Material for this exercise below:

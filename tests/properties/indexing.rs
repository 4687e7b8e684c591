//! Property tests for tree indexing.

use proptest::prelude::*;
use serde_json::Value;

use crate::trees::{build, forest, to_json};

/// `refKey` fields in depth-first pre-order
fn written_keys(nodes: &[Value], out: &mut Vec<String>) {
    for node in nodes {
        if let Some(key) = node["refKey"].as_str() {
            out.push(key.to_string());
        }
        if let Some(children) = node["children"].as_array() {
            written_keys(children, out);
        }
    }
}

proptest! {
    #![proptest_config(ProptestConfig {
        cases: 64,
        .. ProptestConfig::default()
    })]

    /// PROPERTY: every node gets exactly one entry, iterated in pre-order,
    /// and the key written onto the caller's node matches it.
    #[test]
    fn property_index_covers_tree_in_pre_order(shape in forest()) {
        let mut tree = to_json(&shape);
        let index = build(&mut tree, &[]);

        let mut written = Vec::new();
        written_keys(&tree, &mut written);
        let indexed: Vec<String> = index.keys().map(ToString::to_string).collect();

        prop_assert_eq!(indexed, written);
    }

    /// PROPERTY: rebuilding from the same tree yields an equal index and
    /// leaves the tree unchanged.
    #[test]
    fn property_rebuild_is_idempotent(shape in forest()) {
        let mut tree = to_json(&shape);
        let first = build(&mut tree, &[]);
        let snapshot = tree.clone();
        let second = build(&mut tree, &[]);

        prop_assert_eq!(first, second);
        prop_assert_eq!(tree, snapshot);
    }

    /// PROPERTY: parent and children links agree with each other and with
    /// the structural keys.
    #[test]
    fn property_links_are_consistent(shape in forest()) {
        let mut tree = to_json(&shape);
        let index = build(&mut tree, &[]);

        for node in &index {
            prop_assert_eq!(node.parent.clone(), node.ref_key.parent());
            for child in index.children(&node.ref_key) {
                prop_assert_eq!(child.parent.as_ref(), Some(&node.ref_key));
                prop_assert_eq!(child.layer(), node.layer() + 1);
            }
        }
    }
}
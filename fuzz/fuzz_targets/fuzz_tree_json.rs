#![no_main]

use libfuzzer_sys::fuzz_target;

use checktree::domain::services::{filter, flatten, serialize, toggle, unserialize, FlattenOptions};
use checktree::infrastructure::parse_tree;
use checktree::{JsonAccessor, RefKey, ValueReportMode};

fuzz_target!(|data: &[u8]| {
    let Ok(content) = std::str::from_utf8(data) else {
        return;
    };
    // Any JSON array is a tree; odd nodes must never panic the engine
    let Ok(mut tree) = parse_tree(content) else {
        return;
    };

    let accessor = JsonAccessor::default();
    let uncheckable = vec![serde_json::json!(null)];
    let options = FlattenOptions {
        uncheckable_item_values: &uncheckable,
        expand_all: false,
    };
    let mut index = flatten(&accessor, &mut tree, &options);

    let keys: Vec<RefKey> = index.keys().cloned().collect();
    for (i, key) in keys.iter().enumerate() {
        index = toggle(&index, key, i % 3 != 0, i % 2 == 0);
    }

    for mode in [ValueReportMode::OnlyParent, ValueReportMode::All] {
        let values = serialize(&index, mode, &uncheckable);
        unserialize(&mut index, &values, true, &uncheckable);
    }

    let _ = filter(&accessor, &tree, "a");
});
//! Design tokens for rendered trees.
//!
//! All icons must be sourced from this module.

pub mod icons {
    // Check states.
    pub const CHECKED: &str = "●";
    pub const UNCHECKED: &str = "○";
    pub const INDETERMINATE: &str = "◐";

    // Tree expansion.
    pub const EXPANDED: &str = "▼";
    pub const COLLAPSED: &str = "▶";
}

pub mod icons_ascii {
    // Check states.
    pub const CHECKED: &str = "[x]";
    pub const UNCHECKED: &str = "[ ]";
    pub const INDETERMINATE: &str = "[-]";

    // Tree expansion.
    pub const EXPANDED: &str = "[v]";
    pub const COLLAPSED: &str = "[>]";
}

/// Icon set chosen once per output stream
#[derive(Debug, Clone, Copy, PartialEq, Eq)]
pub struct Icons {
    pub checked: &'static str,
    pub unchecked: &'static str,
    pub indeterminate: &'static str,
    pub expanded: &'static str,
    pub collapsed: &'static str,
}

impl Icons {
    pub fn new(unicode: bool) -> Self {
        if unicode {
            Self {
                checked: icons::CHECKED,
                unchecked: icons::UNCHECKED,
                indeterminate: icons::INDETERMINATE,
                expanded: icons::EXPANDED,
                collapsed: icons::COLLAPSED,
            }
        } else {
            Self {
                checked: icons_ascii::CHECKED,
                unchecked: icons_ascii::UNCHECKED,
                indeterminate: icons_ascii::INDETERMINATE,
                expanded: icons_ascii::EXPANDED,
                collapsed: icons_ascii::COLLAPSED,
            }
        }
    }
}
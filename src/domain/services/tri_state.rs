//! Tri-state resolver
//!
//! Derives the checkbox display state of a node from its own flag and its
//! descendants' flags. Nothing here is stored; `Indeterminate` only exists
//! for display.

use crate::domain::entities::{IndexedNode, TreeIndex};
use crate::domain::value_objects::{CheckState, RefKey};

/// Display state of `key`.
///
/// Leaves, and every node when cascade is off, show their own flag. A node
/// whose children are all uncheckable also shows its own flag, so a group
/// without checkable members never looks permanently indeterminate.
/// Unknown keys resolve to `Unchecked`.
pub fn resolve<V>(index: &TreeIndex<V>, key: &RefKey, cascade: bool) -> CheckState {
    let Some(node) = index.get(key) else {
        return CheckState::Unchecked;
    };

    if !node.has_children() || !cascade {
        return CheckState::from_flag(node.check);
    }

    if every_child_checked(index, node) {
        CheckState::Checked
    } else if some_child_checked(index, node) {
        CheckState::Indeterminate
    } else {
        CheckState::Unchecked
    }
}

/// Every checkable child is fully checked, recursively
fn every_child_checked<V>(index: &TreeIndex<V>, node: &IndexedNode<V>) -> bool {
    let mut checkable = index
        .children(&node.ref_key)
        .filter(|child| !child.uncheckable)
        .peekable();

    if checkable.peek().is_none() {
        return node.check;
    }

    checkable.all(|child| {
        if child.has_children() {
            every_child_checked(index, child)
        } else {
            child.check
        }
    })
}

/// At least one descendant, at any depth, is checked
fn some_child_checked<V>(index: &TreeIndex<V>, node: &IndexedNode<V>) -> bool {
    index
        .children(&node.ref_key)
        .any(|child| child.check || some_child_checked(index, child))
}
//! How the selected-value list is reported after a toggle

use serde::{Deserialize, Serialize};

/// Shape of the value list emitted after a user toggle
#[derive(Debug, Clone, Copy, PartialEq, Eq, Hash, Serialize, Deserialize, Default)]
#[serde(rename_all = "kebab-case")]
pub enum ValueReportMode {
    /// Omit descendants already implied by a fully checked ancestor
    #[default]
    OnlyParent,
    /// Every checked node
    All,
}

impl std::fmt::Display for ValueReportMode {
    fn fmt(&self, f: &mut std::fmt::Formatter<'_>) -> std::fmt::Result {
        match self {
            ValueReportMode::OnlyParent => write!(f, "only-parent"),
            ValueReportMode::All => write!(f, "all"),
        }
    }
}

impl std::str::FromStr for ValueReportMode {
    type Err = String;

    fn from_str(s: &str) -> Result<Self, Self::Err> {
        match s.trim().to_lowercase().as_str() {
            "only-parent" | "only_parent" | "parent" => Ok(ValueReportMode::OnlyParent),
            "all" => Ok(ValueReportMode::All),
            other => Err(format!("unknown report mode '{}'", other)),
        }
    }
}
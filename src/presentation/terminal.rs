//! Output stream capabilities

use is_terminal::IsTerminal;

/// Whether unicode icons should be used on stdout
pub fn stdout_supports_unicode() -> bool {
    supports_unicode_impl(|key| std::env::var(key).ok(), std::io::stdout().is_terminal())
}

fn supports_unicode_impl(get_env: impl Fn(&str) -> Option<String>, is_tty: bool) -> bool {
    if !is_tty {
        return false;
    }
    let term = get_env("TERM").unwrap_or_default();
    if term.eq_ignore_ascii_case("dumb") {
        return false;
    }

    const KEYS: &[&str] = &["LC_ALL", "LC_CTYPE", "LANG"];
    for key in KEYS {
        if let Some(val) = get_env(key) {
            let v = val.to_lowercase();
            // first locale variable set decides
            return v.contains("utf-8") || v.contains("utf8");
        }
    }

    // Default to true on modern systems unless explicitly "dumb".
    true
}
//! Configuration module for checktree
//!
//! Configuration hierarchy:
//! 1. CLI flags (highest priority)
//! 2. Environment variables (CHECKTREE_*)
//! 3. Explicit `--config` file, else project config (.checktree.toml)
//! 4. User config (<config dir>/checktree/config.toml)
//! 5. Built-in defaults (lowest priority)

mod loader;
mod types;

pub use loader::{
    apply_overrides, load_layered, user_config_dir, ConfigWarning, PROJECT_CONFIG_FILE,
};
pub use types::CheckTreeConfig;
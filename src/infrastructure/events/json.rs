//! JSON Event Sink
//!
//! Outputs engine events as NDJSON, one object per line.

use std::cell::RefCell;
use std::io::{self, Write};

use serde_json::{json, Value};

use crate::domain::ports::{CheckTreeEvent, CheckTreeEventSink};

/// Event sink that outputs NDJSON events
pub struct JsonEventSink {
    writer: RefCell<Box<dyn Write>>,
}

impl JsonEventSink {
    /// Create a new JSON event sink writing to stdout
    pub fn stdout() -> Self {
        Self {
            writer: RefCell::new(Box::new(io::stdout())),
        }
    }

    /// Create a JSON event sink writing to a custom writer (for testing)
    pub fn with_writer<W: Write + 'static>(writer: W) -> Self {
        Self {
            writer: RefCell::new(Box::new(writer)),
        }
    }

    fn write_event(&self, event: Value) {
        let mut writer = self.writer.borrow_mut();
        let _ = writeln!(writer, "{}", event);
        let _ = writer.flush();
    }
}

/// JSON form of an engine event
pub fn event_to_json(event: &CheckTreeEvent<Value>) -> Value {
    match event {
        CheckTreeEvent::Changed { values } => json!({
            "event": "change",
            "values": values,
        }),
        CheckTreeEvent::Selected {
            ref_key,
            layer,
            checked,
            values,
        } => json!({
            "event": "select",
            "refKey": ref_key,
            "layer": layer,
            "checked": checked,
            "values": values,
        }),
        CheckTreeEvent::Expanded {
            ref_key,
            layer,
            expanded,
            value,
        } => json!({
            "event": "expand",
            "refKey": ref_key,
            "layer": layer,
            "expanded": expanded,
            "value": value,
        }),
        CheckTreeEvent::Searched { keyword } => json!({
            "event": "search",
            "keyword": keyword,
        }),
    }
}

impl CheckTreeEventSink<Value> for JsonEventSink {
    fn on_event(&self, event: CheckTreeEvent<Value>) {
        self.write_event(event_to_json(&event));
    }
}
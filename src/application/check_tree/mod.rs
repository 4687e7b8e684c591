//! CheckTree
//!
//! The stateful engine facade: one instance per rendered tree control.

mod engine;
mod options;

pub use engine::CheckTree;
pub use options::CheckTreeOptions;
//! Common test utilities for checktree scenario and CLI tests.
//!
//! This module provides:
//! - Fixture trees used across scenarios
//! - Small constructors for ref keys, value lists and engines

#![allow(dead_code)]

use serde_json::{json, Value};

use checktree::{CheckTree, CheckTreeOptions, JsonAccessor, RefKey};

/// `A[B[C, D]]`
pub fn abcd() -> Vec<Value> {
    vec![json!({"label": "A", "value": "a", "children": [
        {"label": "B", "value": "b", "children": [
            {"label": "C", "value": "c"},
            {"label": "D", "value": "d"}
        ]}
    ]})]
}

/// `apple[bob, car]`
pub fn fruit() -> Vec<Value> {
    vec![json!({"label": "apple", "value": "a", "children": [
        {"label": "bob", "value": "b"},
        {"label": "car", "value": "c"}
    ]})]
}

/// Two roots; the first is a group header that cannot be checked itself
pub fn pantry() -> Vec<Value> {
    vec![
        json!({"label": "Fruits", "value": "fruits", "children": [
            {"label": "Apple", "value": "apple"},
            {"label": "Pear", "value": "pear"}
        ]}),
        json!({"label": "Bread", "value": "bread"}),
    ]
}

pub fn key(raw: &str) -> RefKey {
    raw.parse().expect("valid ref key")
}

pub fn values(raw: &[&str]) -> Vec<Value> {
    raw.iter().map(|v| json!(v)).collect()
}

pub fn engine(data: Vec<Value>, options: CheckTreeOptions<Value>) -> CheckTree<JsonAccessor> {
    CheckTree::new(data, JsonAccessor::default(), options)
}
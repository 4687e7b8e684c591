//! RefKey value object - structural position of a node in the tree
//!
//! A ref key encodes the child ordinal at every depth, prefixed by the root
//! sentinel `0`: the second child of the first root is `0-0-1`.
//!
//! The derived ordering compares paths lexicographically, which is exactly
//! depth-first pre-order. Ordered maps keyed by `RefKey` therefore iterate in
//! the same order the tree was walked.

use std::fmt;
use std::str::FromStr;

use serde::{Deserialize, Deserializer, Serialize, Serializer};

use crate::error::CheckTreeError;

/// Sentinel prefixed to every ref key
pub const ROOT_SENTINEL: usize = 0;

/// Synthetic key addressing one node by structural position
#[derive(Debug, Clone, PartialEq, Eq, Hash, PartialOrd, Ord)]
pub struct RefKey {
    /// Ordinals below the sentinel, one per depth
    path: Vec<usize>,
}

impl RefKey {
    /// Key for the `ordinal`-th root node
    pub fn root(ordinal: usize) -> Self {
        Self {
            path: vec![ordinal],
        }
    }

    /// Key for the `ordinal`-th child of this node
    pub fn child(&self, ordinal: usize) -> Self {
        let mut path = Vec::with_capacity(self.path.len() + 1);
        path.extend_from_slice(&self.path);
        path.push(ordinal);
        Self { path }
    }

    /// Key of the enclosing node, `None` for roots
    pub fn parent(&self) -> Option<Self> {
        if self.path.len() <= 1 {
            return None;
        }
        Some(Self {
            path: self.path[..self.path.len() - 1].to_vec(),
        })
    }

    /// Depth of the node ("layer"); roots are layer 0
    pub fn layer(&self) -> usize {
        self.path.len().saturating_sub(1)
    }

    /// Ordinals from the root down to this node
    pub fn path(&self) -> &[usize] {
        &self.path
    }

    /// Whether `self` lies strictly below `other`
    pub fn is_descendant_of(&self, other: &RefKey) -> bool {
        self.path.len() > other.path.len() && self.path.starts_with(&other.path)
    }
}

impl fmt::Display for RefKey {
    fn fmt(&self, f: &mut fmt::Formatter<'_>) -> fmt::Result {
        write!(f, "{}", ROOT_SENTINEL)?;
        for ordinal in &self.path {
            write!(f, "-{}", ordinal)?;
        }
        Ok(())
    }
}

impl FromStr for RefKey {
    type Err = CheckTreeError;

    fn from_str(s: &str) -> Result<Self, Self::Err> {
        let invalid = || CheckTreeError::InvalidRefKey {
            input: s.to_string(),
        };

        let mut parts = s.split('-');
        match parts.next().map(str::parse::<usize>) {
            Some(Ok(ROOT_SENTINEL)) => {}
            _ => return Err(invalid()),
        }

        let path = parts
            .map(|p| p.parse::<usize>().map_err(|_| invalid()))
            .collect::<Result<Vec<_>, _>>()?;

        if path.is_empty() {
            return Err(invalid());
        }
        Ok(Self { path })
    }
}

impl Serialize for RefKey {
    fn serialize<S: Serializer>(&self, serializer: S) -> Result<S::Ok, S::Error> {
        serializer.collect_str(self)
    }
}

impl<'de> Deserialize<'de> for RefKey {
    fn deserialize<D: Deserializer<'de>>(deserializer: D) -> Result<Self, D::Error> {
        let raw = String::deserialize(deserializer)?;
        raw.parse().map_err(serde::de::Error::custom)
    }
}
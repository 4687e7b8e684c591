//! Display check-state of a node

use serde::{Deserialize, Serialize};

/// Tri-state shown by a node's checkbox.
///
/// Only `check` flags are stored in the index; `Indeterminate` is derived for
/// display by the tri-state resolver.
#[derive(Debug, Clone, Copy, PartialEq, Eq, Hash, Serialize, Deserialize, Default)]
#[serde(rename_all = "lowercase")]
pub enum CheckState {
    /// Nothing checked (○)
    #[default]
    Unchecked,
    /// Node and every checkable descendant checked (●)
    Checked,
    /// Some but not all checkable descendants checked (◐)
    Indeterminate,
}

impl CheckState {
    /// Map a plain boolean flag
    pub fn from_flag(checked: bool) -> Self {
        if checked {
            CheckState::Checked
        } else {
            CheckState::Unchecked
        }
    }

    pub fn is_checked(&self) -> bool {
        matches!(self, CheckState::Checked)
    }
}

impl std::fmt::Display for CheckState {
    fn fmt(&self, f: &mut std::fmt::Formatter<'_>) -> std::fmt::Result {
        match self {
            CheckState::Unchecked => write!(f, "unchecked"),
            CheckState::Checked => write!(f, "checked"),
            CheckState::Indeterminate => write!(f, "indeterminate"),
        }
    }
}
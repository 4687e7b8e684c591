//! NodeAccessor port - typed access into caller-owned tree nodes
//!
//! The engine never assumes field names on the caller's node type. Label,
//! value and children are reached through an accessor chosen once at
//! construction, so a typed node struct gets compile-time checked access and
//! a JSON tree gets configurable field names (see `JsonAccessor`).

use std::fmt::Debug;

use crate::domain::value_objects::RefKey;

/// Accessor configuration for one node type
pub trait NodeAccessor {
    /// Caller's node type
    type Node;
    /// Node value; equality is structural
    type Value: Clone + PartialEq + Debug;

    /// Textual content of the node's label.
    ///
    /// Composite labels are flattened to their text. `None` when the label has
    /// no textual form; such labels never match a search keyword.
    fn label_text(&self, node: &Self::Node) -> Option<String>;

    /// The node's value
    fn value(&self, node: &Self::Node) -> Self::Value;

    /// Ordered children.
    ///
    /// Returns `None` when the node has no children field or the field is not
    /// a sequence. Both cases make the node a leaf.
    fn children<'a>(&self, node: &'a Self::Node) -> Option<&'a [Self::Node]>;

    /// Mutable view of the same children `children` returns
    fn children_mut<'a>(&self, node: &'a mut Self::Node) -> Option<&'a mut [Self::Node]>;

    /// Children sequence, creating an empty one when the node has none yet.
    ///
    /// Used to splice lazily loaded children into a node. Returns `None` when
    /// the node cannot hold children without losing data.
    fn children_vec_mut<'a>(&self, node: &'a mut Self::Node) -> Option<&'a mut Vec<Self::Node>>;

    /// The node's own `expand` hint, if it carries one
    fn expand_hint(&self, node: &Self::Node) -> Option<bool>;

    /// Record the synthetic ref key on the caller's node.
    ///
    /// This is the only mutation the engine performs on caller-owned data.
    /// Must be idempotent: the same position always writes the same key.
    fn set_ref_key(&self, node: &mut Self::Node, key: &RefKey);
}
//! Property tests for check-state propagation.

use proptest::prelude::*;
use serde_json::Value;

use checktree::domain::services::toggle;
use checktree::{RefKey, TreeIndex};

use crate::trees::{
    build, build_with_uncheckable_leaves, build_with_uncheckable_nodes, checkable_keys, forest,
    script, to_json,
};

fn run_script(
    index: TreeIndex<Value>,
    keys: &[RefKey],
    steps: &[(prop::sample::Index, bool)],
    cascade: bool,
) -> TreeIndex<Value> {
    let mut current = index;
    for (pick, checked) in steps {
        let key = &keys[pick.index(keys.len())];
        current = toggle(&current, key, *checked, cascade);
    }
    current
}

proptest! {
    #![proptest_config(ProptestConfig {
        cases: 64,
        .. ProptestConfig::default()
    })]

    /// PROPERTY: toggling a node under cascade sets every checkable descendant to the same value.
    #[test]
    fn property_cascade_down_reaches_whole_subtree(
        shape in forest(),
        picks in prop::collection::vec(any::<bool>(), 0..6),
        target in any::<prop::sample::Index>(),
        checked in any::<bool>(),
    ) {
        let mut tree = to_json(&shape);
        let (index, _) = build_with_uncheckable_leaves(&mut tree, &picks);
        let keys = checkable_keys(&index);
        prop_assume!(!keys.is_empty());

        let key = &keys[target.index(keys.len())];
        let next = toggle(&index, key, checked, true);

        prop_assert_eq!(next.get(key).unwrap().check, checked);
        for node in next.iter().filter(|n| n.ref_key.is_descendant_of(key) && !n.uncheckable) {
            prop_assert_eq!(node.check, checked, "descendant {} not cascaded", node.ref_key);
        }
    }

    /// PROPERTY: after any toggle sequence under cascade, a parent is checked
    /// exactly when all of its checkable children are.
    #[test]
    fn property_parents_agree_with_children(
        shape in forest(),
        picks in prop::collection::vec(any::<bool>(), 0..6),
        steps in script(),
    ) {
        let mut tree = to_json(&shape);
        let (index, _) = build_with_uncheckable_leaves(&mut tree, &picks);
        let keys = checkable_keys(&index);
        prop_assume!(!keys.is_empty());

        let result = run_script(index, &keys, &steps, true);

        for node in result.iter().filter(|n| n.has_children()) {
            let checkable: Vec<bool> = result
                .children(&node.ref_key)
                .filter(|c| !c.uncheckable)
                .map(|c| c.check)
                .collect();
            if checkable.is_empty() {
                continue;
            }
            let all = checkable.iter().all(|c| *c);
            prop_assert_eq!(node.check, all, "parent {} disagrees with children", node.ref_key);
            prop_assert_eq!(node.check_all, all);
        }
    }

    /// PROPERTY: checking a node under cascade leaves each checkable ancestor
    /// checked exactly when all of its checkable direct children are, even
    /// when uncheckable groups sit on the path.
    #[test]
    fn property_check_completes_ancestors(
        shape in forest(),
        picks in prop::collection::vec(any::<bool>(), 0..6),
        steps in script(),
        target in any::<prop::sample::Index>(),
    ) {
        let mut tree = to_json(&shape);
        let (index, _) = build_with_uncheckable_nodes(&mut tree, &picks);
        let keys = checkable_keys(&index);
        prop_assume!(!keys.is_empty());

        let before = run_script(index, &keys, &steps, true);
        let key = &keys[target.index(keys.len())];
        let result = toggle(&before, key, true, true);

        for ancestor in result.ancestors(key) {
            let node = result.get(&ancestor).unwrap();
            if node.uncheckable {
                continue;
            }
            let all = result
                .children(&ancestor)
                .filter(|c| !c.uncheckable)
                .all(|c| c.check);
            prop_assert_eq!(node.check, all, "ancestor {} disagrees with children", ancestor);
        }
    }

    /// PROPERTY: uncheckable nodes never end up checked.
    #[test]
    fn property_uncheckable_never_checked(
        shape in forest(),
        picks in prop::collection::vec(any::<bool>(), 1..6),
        steps in script(),
        cascade in any::<bool>(),
    ) {
        let mut tree = to_json(&shape);
        let (index, _) = build_with_uncheckable_nodes(&mut tree, &picks);
        let keys = checkable_keys(&index);
        prop_assume!(!keys.is_empty());

        let result = run_script(index, &keys, &steps, cascade);
        prop_assert!(result.iter().filter(|n| n.uncheckable).all(|n| !n.check));
    }

    /// PROPERTY: without cascade a toggle changes the target's flag and nothing else.
    #[test]
    fn property_cascade_off_touches_only_target(
        shape in forest(),
        target in any::<prop::sample::Index>(),
        checked in any::<bool>(),
    ) {
        let mut tree = to_json(&shape);
        let index = build(&mut tree, &[]);
        let keys = checkable_keys(&index);
        let key = &keys[target.index(keys.len())];

        let next = toggle(&index, key, checked, false);
        for (before, after) in index.iter().zip(next.iter()) {
            if &before.ref_key == key {
                prop_assert_eq!(after.check, checked);
            } else {
                prop_assert_eq!(before.check, after.check);
            }
        }
    }

    /// PROPERTY: repeating a toggle with the same value changes nothing.
    #[test]
    fn property_toggle_is_idempotent(
        shape in forest(),
        picks in prop::collection::vec(any::<bool>(), 0..6),
        target in any::<prop::sample::Index>(),
        checked in any::<bool>(),
        cascade in any::<bool>(),
    ) {
        let mut tree = to_json(&shape);
        let (index, _) = build_with_uncheckable_nodes(&mut tree, &picks);
        let keys = checkable_keys(&index);
        prop_assume!(!keys.is_empty());
        let key = &keys[target.index(keys.len())];

        let once = toggle(&index, key, checked, cascade);
        let twice = toggle(&once, key, checked, cascade);
        prop_assert_eq!(once, twice);
    }
}
//! Infrastructure Layer
//!
//! Concrete adapters for the domain ports:
//!
//! - `json` - `NodeAccessor` for `serde_json::Value` trees plus document loading
//! - `events` - event sinks that print engine events

pub mod events;
pub mod json;

pub use events::TracingEventSink;
pub use json::{load_tree, load_values, parse_tree, parse_values, JsonAccessor};
//! Domain Value Objects
//!
//! Immutable value types that represent domain concepts.

mod check_state;
mod ref_key;
mod report_mode;
pub mod value_list;

pub use check_state::CheckState;
pub use ref_key::{RefKey, ROOT_SENTINEL};
pub use report_mode::ValueReportMode;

End of Material for this exercise.

What needs to be done
State how many lines above contain the word "JsonEventSink", and nothing more.

Output for this task
3